(Stored data entries)
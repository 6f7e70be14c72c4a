// Copyright (c) 2025 Fabstir
// SPDX-License-Identifier: BUSL-1.1

//! Classifier set construction and the end-to-end decision over fakes

use dog_breed_app::{
    vision::{ClassifierSet, VisionModelConfig},
    Verdict,
};
use std::sync::Arc;
use tempfile::TempDir;

use crate::common::{FixedBreedClassifier, FixedFaceDetector, FixedLabelDogDetector};

fn write_png(dir: &TempDir) -> std::path::PathBuf {
    let path = dir.path().join("input.png");
    image::RgbImage::from_pixel(8, 8, image::Rgb([1, 2, 3]))
        .save(&path)
        .unwrap();
    path
}

fn fake_set(dog_label: usize, faces: usize) -> ClassifierSet {
    ClassifierSet::new(
        Arc::new(FixedFaceDetector::new(faces)),
        Arc::new(FixedLabelDogDetector::new(dog_label)),
        Arc::new(FixedBreedClassifier::new("Labrador_retriever")),
    )
}

#[test]
fn test_config_from_dir() {
    let config = VisionModelConfig::from_dir("/opt/models").with_intra_threads(0);

    assert_eq!(config.resnet50_model.to_str(), Some("/opt/models/resnet50.onnx"));
    assert_eq!(config.dog_names.to_str(), Some("/opt/models/dog_names.txt"));
    assert_eq!(config.intra_threads, 1);
}

#[test]
fn test_load_fails_without_models() {
    let dir = TempDir::new().unwrap();
    let config = VisionModelConfig::from_dir(dir.path());

    let err = ClassifierSet::load(&config).unwrap_err();
    assert!(format!("{:#}", err).contains("dog_names.txt"));
}

#[test]
fn test_load_fails_with_labels_but_no_cascade() {
    let dir = TempDir::new().unwrap();
    std::fs::write(dir.path().join("dog_names.txt"), "001.Affenpinscher\n").unwrap();
    let config = VisionModelConfig::from_dir(dir.path());

    let err = ClassifierSet::load(&config).unwrap_err();
    assert!(format!("{:#}", err).contains("face detector"));
}

#[test]
fn test_dog_index_200_is_a_dog() {
    let dir = TempDir::new().unwrap();
    let image = write_png(&dir);

    let result = fake_set(200, 0).classify(&image).unwrap();

    assert_eq!(result.verdict, Verdict::Dog);
    assert_eq!(result.breed, "Labrador_retriever");
    assert!(result
        .message
        .starts_with("What a cute dog! Is that a Labrador_retriever?"));
}

#[test]
fn test_range_edges_through_the_set() {
    let dir = TempDir::new().unwrap();
    let image = write_png(&dir);

    assert_eq!(fake_set(150, 0).verdict(&image).unwrap(), Verdict::Unknown);
    assert_eq!(fake_set(151, 0).verdict(&image).unwrap(), Verdict::Dog);
    assert_eq!(fake_set(268, 0).verdict(&image).unwrap(), Verdict::Dog);
    assert_eq!(fake_set(269, 1).verdict(&image).unwrap(), Verdict::Person);
}

#[test]
fn test_app_message_for_person() {
    let dir = TempDir::new().unwrap();
    let image = write_png(&dir);

    let message = fake_set(0, 2).app_message(&image, "Poodle").unwrap();
    assert_eq!(
        message,
        "That's not a dog, that's a person...\nand they look like a Poodle!"
    );
}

> WORK TO COMPLETE: Once you have read the data above, print all of it again exactly.

> EXERCISE RESPONSE:
repository 6f7e70be14c72c4a
// Copyright (c) 2025 Fabstir
// SPDX-License-Identifier: BUSL-1.1

//! Classifier set construction and the end-to-end decision over fakes

use dog_breed_app::{
    vision::{ClassifierSet, VisionModelConfig},
    Verdict,
};
use std::sync::Arc;
use tempfile::TempDir;

use crate::common::{FixedBreedClassifier, FixedFaceDetector, FixedLabelDogDetector};

fn write_png(dir: &TempDir) -> std::path::PathBuf {
    let path = dir.path().join("input.png");
    image::RgbImage::from_pixel(8, 8, image::Rgb([1, 2, 3]))
        .save(&path)
        .unwrap();
    path
}

fn fake_set(dog_label: usize, faces: usize) -> ClassifierSet {
    ClassifierSet::new(
        Arc::new(FixedFaceDetector::new(faces)),
        Arc::new(FixedLabelDogDetector::new(dog_label)),
        Arc::new(FixedBreedClassifier::new("Labrador_retriever")),
    )
}

#[test]
fn test_config_from_dir() {
    let config = VisionModelConfig::from_dir("/opt/models").with_intra_threads(0);

    assert_eq!(config.resnet50_model.to_str(), Some("/opt/models/resnet50.onnx"));
    assert_eq!(config.dog_names.to_str(), Some("/opt/models/dog_names.txt"));
    assert_eq!(config.intra_threads, 1);
}

#[test]
fn test_load_fails_without_models() {
    let dir = TempDir::new().unwrap();
    let config = VisionModelConfig::from_dir(dir.path());

    let err = ClassifierSet::load(&config).unwrap_err();
    assert!(format!("{:#}", err).contains("dog_names.txt"));
}

#[test]
fn test_load_fails_with_labels_but_no_cascade() {
    let dir = TempDir::new().unwrap();
    std::fs::write(dir.path().join("dog_names.txt"), "001.Affenpinscher\n").unwrap();
    let config = VisionModelConfig::from_dir(dir.path());

    let err = ClassifierSet::load(&config).unwrap_err();
    assert!(format!("{:#}", err).contains("face detector"));
}

#[test]
fn test_dog_index_200_is_a_dog() {
    let dir = TempDir::new().unwrap();
    let image = write_png(&dir);

    let result = fake_set(200, 0).classify(&image).unwrap();

    assert_eq!(result.verdict, Verdict::Dog);
    assert_eq!(result.breed, "Labrador_retriever");
    assert!(result
        .message
        .starts_with("What a cute dog! Is that a Labrador_retriever?"));
}

#[test]
fn test_range_edges_through_the_set() {
    let dir = TempDir::new().unwrap();
    let image = write_png(&dir);

    assert_eq!(fake_set(150, 0).verdict(&image).unwrap(), Verdict::Unknown);
    assert_eq!(fake_set(151, 0).verdict(&image).unwrap(), Verdict::Dog);
    assert_eq!(fake_set(268, 0).verdict(&image).unwrap(), Verdict::Dog);
    assert_eq!(fake_set(269, 1).verdict(&image).unwrap(), Verdict::Person);
}

#[test]
fn test_app_message_for_person() {
    let dir = TempDir::new().unwrap();
    let image = write_png(&dir);

    let message = fake_set(0, 2).app_message(&image, "Poodle").unwrap();
    assert_eq!(
        message,
        "That's not a dog, that's a person...\nand they look like a Poodle!"
    );
}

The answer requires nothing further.